Department of Sport and Human Movement Science
Vienna, Vienna, Austria
Change of peak oxygen consumption (VO2peak measured in ml/min/kg)
VO2peak will be assessed during cardio pulmonary exercise testing (CPET) on a bicycle ergometer.
Time frame: at baseline and at 12 weeks
Change of maximum lower body isometric muscle strength (measured in N)
Maximum lower body isometric muscle strength will be assessed via a leg press with integrated isometric force measurement (Compass 530, Suessmed GmbH).
Time frame: at baseline and at 12 weeks
Change of maximum hand grip strength (measured in kg)
Maximum hand grip strength will be assessed via a hand grip dynamometer (Saehan SH5001).
Time frame: at baseline and at 12 weeks
Change of Standard Deviation of RR-Intervals (SDNN measured in ms)
SDNN will be assessed via a short-term heart rate variability (HRV) measurement (BioSign).
Time frame: at baseline and at 12 weeks
Change of Root Mean Square of Successive Differences (RMSSD measured in ms)
RMSSD will be assessed via a short-term heart rate variability (HRV) measurement (BioSign).
Time frame: at baseline and at 12 weeks
Change of health-related quality of life (HQoL) assessed via the SF-36 1.0
The SF-36 1.0 is self-administered questionnaire and will be scored according to RAND (numeric value of 0-100).

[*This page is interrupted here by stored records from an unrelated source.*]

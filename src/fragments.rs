//! Fragment extensions: JSON snippets contributed by third-party
//! publishers, discovered in well-known directories and through the OS
//! extension catalog.
//!
//! A broken fragment file is logged and skipped; it never fails sibling
//! loads. Fragment globals are ignored except for their color schemes.

use std::collections::HashSet;
use std::path::{Path, PathBuf};
use std::sync::Arc;

use anyhow::Context;

use crate::catalog::ParsedSettings;
use crate::error::SettingsLoadWarning;
use crate::layering::layer_candidates;
use crate::parser::SettingsParser;
use crate::persistence;
use crate::profile::{OriginTag, ProfileArena};

/// Subdirectory of an extension's public folder that holds fragment files.
pub const FRAGMENTS_SUBDIR: &str = "fragments";

/// An installed extension package advertised by the OS catalog.
#[derive(Debug, Clone)]
pub struct ExtensionPackage {
    /// Publisher namespace, matched against the disabled-sources set.
    pub family_name: String,
    /// The package's public folder; fragments live in its
    /// [`FRAGMENTS_SUBDIR`].
    pub public_folder: PathBuf,
}

/// The OS extension catalog, named by interface only. Lookups may be backed
/// by an asynchronous OS facility; [`load_fragments`] drives them behind a
/// synchronous gate.
pub trait ExtensionCatalog: Send + Sync {
    fn find_all(&self) -> anyhow::Result<Vec<ExtensionPackage>>;
}

/// The fragment roots scanned by default: the per-user settings directory
/// and the machine-wide one.
pub fn default_fragment_roots() -> Vec<PathBuf> {
    let mut roots = vec![persistence::settings_dir().join(FRAGMENTS_SUBDIR)];
    #[cfg(not(target_os = "windows"))]
    roots.push(PathBuf::from("/etc/oxterm").join(FRAGMENTS_SUBDIR));
    #[cfg(target_os = "windows")]
    if let Some(program_data) = std::env::var_os("ProgramData") {
        roots.push(PathBuf::from(program_data).join("oxterm").join(FRAGMENTS_SUBDIR));
    }
    roots
}

/// Enumerates fragment directories and the extension catalog, layering
/// every parsed fragment onto the user settings.
///
/// Directory layout: `<root>/<publisher-namespace>/*.json`. A namespace in
/// the disabled set is skipped entirely.
pub fn load_fragments(
    arena: &mut ProfileArena,
    user: &mut ParsedSettings,
    roots: &[PathBuf],
    catalog: Option<&Arc<dyn ExtensionCatalog>>,
    disabled: &HashSet<String>,
    warnings: &mut Vec<SettingsLoadWarning>,
) {
    for root in roots {
        let entries = match std::fs::read_dir(root) {
            Ok(entries) => entries,
            Err(_) => continue,
        };
        let mut publishers: Vec<PathBuf> = entries
            .flatten()
            .map(|entry| entry.path())
            .filter(|path| path.is_dir())
            .collect();
        publishers.sort();

        for publisher_dir in publishers {
            let Some(source) = publisher_dir
                .file_name()
                .map(|name| name.to_string_lossy().to_string())
            else {
                continue;
            };
            if disabled.contains(&source) {
                log::debug!("fragment namespace {source:?} is disabled; skipping");
                continue;
            }
            layer_fragment_dir(arena, user, warnings, &publisher_dir, &source);
        }
    }

    if let Some(catalog) = catalog {
        match query_extension_catalog(Arc::clone(catalog)) {
            Ok(extensions) => {
                for extension in extensions {
                    if disabled.contains(&extension.family_name) {
                        continue;
                    }
                    let path = extension.public_folder.join(FRAGMENTS_SUBDIR);
                    if path.is_dir() {
                        layer_fragment_dir(arena, user, warnings, &path, &extension.family_name);
                    }
                }
            }
            Err(e) => log::warn!("extension catalog lookup failed: {e:#}"),
        }
    }
}

/// Parses and layers every `.json` file in one publisher directory.
fn layer_fragment_dir(
    arena: &mut ProfileArena,
    user: &mut ParsedSettings,
    warnings: &mut Vec<SettingsLoadWarning>,
    dir: &Path,
    source: &str,
) {
    let entries = match std::fs::read_dir(dir) {
        Ok(entries) => entries,
        Err(e) => {
            log::warn!("cannot enumerate fragment directory {dir:?}: {e}");
            return;
        }
    };
    let mut files: Vec<PathBuf> = entries
        .flatten()
        .map(|entry| entry.path())
        .filter(|path| path.extension().is_some_and(|ext| ext == "json"))
        .collect();
    files.sort();

    for file in files {
        if let Err(e) = layer_fragment_file(arena, user, warnings, &file, source) {
            log::warn!("failed to load fragment {file:?} from {source:?}: {e:#}");
        }
    }
}

fn layer_fragment_file(
    arena: &mut ProfileArena,
    user: &mut ParsedSettings,
    warnings: &mut Vec<SettingsLoadWarning>,
    file: &Path,
    source: &str,
) -> anyhow::Result<()> {
    let content = std::fs::read_to_string(file)
        .with_context(|| format!("failed to read {}", file.display()))?;

    let fragment = SettingsParser::new(arena, warnings)
        .parse_with_source(OriginTag::Fragment, &content, Some(source))
        .with_context(|| format!("failed to parse {}", file.display()))?;

    layer_candidates(arena, user, fragment.catalog.as_slice(), warnings);

    // Fragment globals are ignored except for their color schemes, which
    // never override a scheme the user already defined.
    for (name, scheme) in fragment.globals.color_schemes {
        user.globals.color_schemes.entry(name).or_insert(scheme);
    }
    Ok(())
}

/// Extracts the catalog result without letting the caller's thread re-enter
/// the resolver: the lookup runs on a private runtime and this thread
/// blocks until it completes.
fn query_extension_catalog(
    catalog: Arc<dyn ExtensionCatalog>,
) -> anyhow::Result<Vec<ExtensionPackage>> {
    let runtime = tokio::runtime::Builder::new_multi_thread()
        .worker_threads(1)
        .thread_name("oxterm-extension-catalog")
        .build()
        .context("failed to start the extension catalog runtime")?;

    runtime.block_on(async move {
        tokio::task::spawn_blocking(move || catalog.find_all())
            .await
            .context("extension catalog task panicked")?
    })
}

A high score represents a more favorable health status.
Time frame: at baseline an at 12 weeks
Change of the number of present Long-COVID specific symptoms
The number of Long-COVID specific symptoms will be assessed using a list of symptoms provided by the National Institute for Health Care and Excellence (NICE). Each item will be referenced to as existent (yes) or non-existent (no) during the last 7 days.
Time frame: at baseline and at 12 weeks
Change of fatigue assessed via the Fatigue Severity Scale (FSS)
The FSS is a 9-item self-report questionnaire using a 1-7 Likert-scale
Time frame: at baseline and at 12 weeks
Change of dyspnoea assessed via the modified Medical Research Council (mMRC) dyspnoea scale
The mMRC dyspnoea scale measures perceived breathlessness and classifies subjects into dyspnoea grades from 0-4.
Time frame: at baseline and at 12 weeks
Change of interleukin-6 (IL-6 measured in pg/ml)
IL-6 will be assessed via blood sample.
Time frame: at baseline and at 12 weeks
Change of tumor necrosis factor alpha (TNF-α measured in pg/ml)
TNF-α will be assessed via blood sample.
Time frame: at baseline and at 12 weeks
Change of mean time "correct rejection" (CR, speed during concentrated working measured in s)
CR will be assessed via Cognitrone (Schuhfried GmbH), which is a carefully administered computer test. Participants will be given the task of comparing a series of geometric figures.